Friday, November 2, 2012

Digitization and Holistic Approaches to Data Sets


Over the past two years I have spent a lot of time working with Residential School quarterly return reports.  These reports were completed four times a year by School principals and contain the names, admission date, ages and discharge information of the students who were in attendance at the school.  The set of returns we have is far from complete but they do act as one of the best documents for providing proof that an individual attended IRS.

The majority of the work I do with quarterly returns is dictated by reference requests from former students, staff, families, and communities looking to find information about a particular individual.  While processing one of these typical typical reference requests, I typically flip through a binder that contains all the quarterly returns for a school and pick out any references to a specific individual.  I would then scan or photocopy the relevant pages and send them to the interested individual.  Though this process involves the quarterly returns it never led to me considering the returns as a whole. 
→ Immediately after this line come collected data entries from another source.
#[cfg(test)]
mod tests {
    use super::*;
    use crate::testing::{test_pool, Fixtures};

    #[tokio::test]
    async fn test_create_list_and_history() {
        let pool = test_pool().await;
        let employee = Fixtures::employee(&pool, "000010", "Rita Melo").await;
        let asset = Fixtures::asset(&pool, "NB-1").await;
        let cost_center = Fixtures::cost_center(&pool, "1.01").await;

        let id = LendingRepository::create_with_executor(
            &pool,
            &LendingData {
                employee_id: employee,
                asset_id: asset,
                workload_id: Some(1),
                status_id: 1,
                cost_center_id: cost_center,
                bu: Some("ADS".into()),
                signed_date: NaiveDate::from_ymd_opt(2024, 3, 5),
                ..Default::default()
            },
        )
        .await
        .unwrap();

        let witness = WitnessRepository::create(&pool, employee).await.unwrap();
        let mut conn = pool.acquire().await.unwrap();
        WitnessRepository::attach(&mut conn, id, &[witness]).await.unwrap();
        drop(conn);

        let lending = LendingRepository::get_by_id(&pool, id).await.unwrap().unwrap();
        assert_eq!(lending.status.name, "Arquivo pendente");
        assert_eq!(lending.workload.unwrap().name, "Híbrido");
        assert_eq!(lending.witnesses.len(), 1);

        let filter = LendingFilter {
            search: Some("rita".into()),
            ..Default::default()
        };
        let (found, total) = LendingRepository::list(&pool, &filter, PageParams::default())
            .await
            .unwrap();
        assert_eq!(total, 1);
        assert_eq!(found[0].id, id);

        let history = LendingRepository::history(&pool, Some(asset), None).await.unwrap();
        assert_eq!(history.len(), 1);
        assert_eq!(history[0].signed_date.as_deref(), Some("05/03/2024"));
        assert_eq!(history[0].witnesses, vec![witness]);

        LendingRepository::soft_delete(&pool, id).await.unwrap();
        assert!(LendingRepository::get_by_id(&pool, id).await.unwrap().is_none());
        assert!(LendingRepository::history(&pool, None, Some(employee))
            .await
            .unwrap()
            .is_empty());
    }
}
use chrono::{DateTime, NaiveDate, Utc};
use serde::{Deserialize, Serialize};
use utoipa::{IntoParams, ToSchema};

use super::asset::AssetShort;
use super::common::CatalogItem;
use super::people::EmployeeShort;

/// Maintenance status id while the repair is under way
pub const IN_PROGRESS_STATUS: i64 = 1;
/// Maintenance status id every new maintenance starts in
pub const PENDING_STATUS: i64 = 2;
/// Maintenance status id that closes a maintenance or upgrade
pub const FINISHED_STATUS: i64 = 3;

/// Severity of a maintenance, used for asset alerts
#[derive(Debug, Clone, Copy, PartialEq, Eq, Serialize, Deserialize, ToSchema)]
#[serde(rename_all = "lowercase")]
pub enum Criticality {
    Low = 1,
    Medium = 2,
    High = 3,
}

impl Criticality {
    pub fn id(self) -> i64 {
        self as i64
    }

    pub fn from_id(id: i64) -> Option<Self> {
        match id {
            1 => Some(Self::Low),
            2 => Some(Self::Medium),
            3 => Some(Self::High),
            _ => None,
        }
    }
}

#[derive(Debug, Clone, Serialize, ToSchema)]
#[serde(rename_all = "camelCase")]
pub struct Maintenance {
    pub id: i64,
    pub action: CatalogItem,
    pub status: CatalogItem,
    pub asset: AssetShort,
    pub employee: EmployeeShort,
    pub criticality: Option<Criticality>,
    pub open_date: Option<NaiveDate>,
    pub close_date: Option<NaiveDate>,
    pub glpi_number: Option<String>,
    pub open_date_glpi: Option<NaiveDate>,
    pub open_date_supplier: Option<NaiveDate>,
    pub supplier_number: Option<String>,
    pub supplier_service_order: Option<String>,
    pub incident_description: Option<String>,
    pub resolution: Option<String>,
    pub value: f64,
    pub has_assurance: bool,
    pub created_at: DateTime<Utc>,
    pub updated_at: DateTime<Utc>,
}

/// New maintenance. It always opens today as Pendente, with a generated
/// supplier service order.
#[derive(Debug, Clone, Deserialize, ToSchema)]
#[serde(rename_all = "camelCase")]
pub struct NewMaintenance {
    pub action_id: i64,
    pub asset_id: i64,
    pub employee_id: i64,
    pub criticality: Option<Criticality>,
    pub glpi_number: Option<String>,
    pub open_date_glpi: Option<NaiveDate>,
    pub open_date_supplier: Option<NaiveDate>,
    pub supplier_number: Option<String>,
    pub incident_description: Option<String>,
    pub resolution: Option<String>,
    pub value: Option<f64>,
    #[serde(default)]
    pub has_assurance: bool,
}

#[derive(Debug, Clone, Default, Deserialize, ToSchema)]
#[serde(rename_all = "camelCase")]
pub struct UpdateMaintenance {
    pub criticality: Option<Criticality>,
    /// Finish the maintenance today
    #[serde(default)]
    pub close: bool,
    /// Move the maintenance to Em progresso
    #[serde(default)]
    pub in_progress: bool,
    pub glpi_number: Option<String>,
    pub open_date_glpi: Option<NaiveDate>,
    pub open_date_supplier: Option<NaiveDate>,
    pub supplier_number: Option<String>,
    pub incident_description: Option<String>,
    pub resolution: Option<String>,
    pub value: Option<f64>,
    pub has_assurance: Option<bool>,
}

#[derive(Debug, Clone, Serialize, ToSchema)]
#[serde(rename_all = "camelCase")]
pub struct Upgrade {
    pub id: i64,
    pub status: CatalogItem,
    pub asset: AssetShort,
    pub employee: EmployeeShort,
    pub open_date: Option<NaiveDate>,
    pub close_date: Option<NaiveDate>,
    pub value: Option<f64>,
    pub detailing: Option<String>,
    pub supplier: Option<String>,
    pub invoice_number: Option<String>,
    pub observations: Option<String>,
    pub created_at: DateTime<Utc>,
    pub updated_at: DateTime<Utc>,
}

#[derive(Debug, Clone, Deserialize, ToSchema)]
#[serde(rename_all = "camelCase")]
pub struct NewUpgrade {
    pub status_id: i64,
    pub asset_id: i64,
    pub employee_id: i64,
    pub open_date: Option<NaiveDate>,
    pub close_date: Option<NaiveDate>,
    pub value: Option<f64>,
    pub detailing: Option<String>,
    pub supplier: Option<String>,
    pub invoice_number: Option<String>,
    pub observations: Option<String>,
}

#[derive(Debug, Clone, Default, Deserialize, ToSchema)]
#[serde(rename_all = "camelCase")]
pub struct UpdateUpgrade {
    pub status_id: Option<i64>,
    pub asset_id: Option<i64>,
    pub employee_id: Option<i64>,
    pub open_date: Option<NaiveDate>,
    pub close_date: Option<NaiveDate>,
    pub value: Option<f64>,
    pub detailing: Option<String>,
    pub supplier: Option<String>,
    pub invoice_number: Option<String>,
    pub observations: Option<String>,
}

/// Filters shared by maintenances and upgrades
#[derive(Debug, Default, Deserialize, IntoParams)]
pub struct MaintenanceFilter {
    /// Matches asset code, asset description or employee name
    pub search: Option<String>,
    /// Asset id
    pub asset: Option<i64>,
    /// Maintenance status id
    pub status: Option<i64>,
}

#[cfg(test)]
mod tests {
    use super::*;

    #[test]
    fn test_criticality_ids() {
        assert_eq!(Criticality::from_id(3), Some(Criticality::High));
        assert_eq!(Criticality::Low.id(), 1);
        assert!(Criticality::from_id(0).is_none());

        let parsed: Criticality = serde_json::from_str("\"medium\"").unwrap();
        assert_eq!(parsed, Criticality::Medium);
    }

    #[test]
    fn test_update_flags_default_off() {
        let update: UpdateMaintenance =
            serde_json::from_str(r#"{"resolution": "troca de tela"}"#).unwrap();
        assert!(!update.close);
        assert!(!update.in_progress);

        let update: UpdateMaintenance =
            serde_json::from_str(r#"{"close": true, "hasAssurance": true}"#).unwrap();
        assert!(update.close);
        assert_eq!(update.has_assurance, Some(true));
    }
}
A recent project I've worked on helped me take a more holistic approach to looking at some quarterly returns.  The returns are one of the most frequently accessed documents in the archive I work at and staff spend a considerable amount of time manually searching returns for relevant information.  The majority of the quarterly returns are handwritten and many of them are poor quality copies.

The handwritten nature of the returns means that using Optical Character Recognition (OCR) software to make the documents full text searchable isn't possible.  But given the importance of these records and the frequency of access, creating a searchable transcribed version of the quarterly returns was seen as valuable. Currently, we have only undertaken making searchable the records for the schools that are accessed most frequently.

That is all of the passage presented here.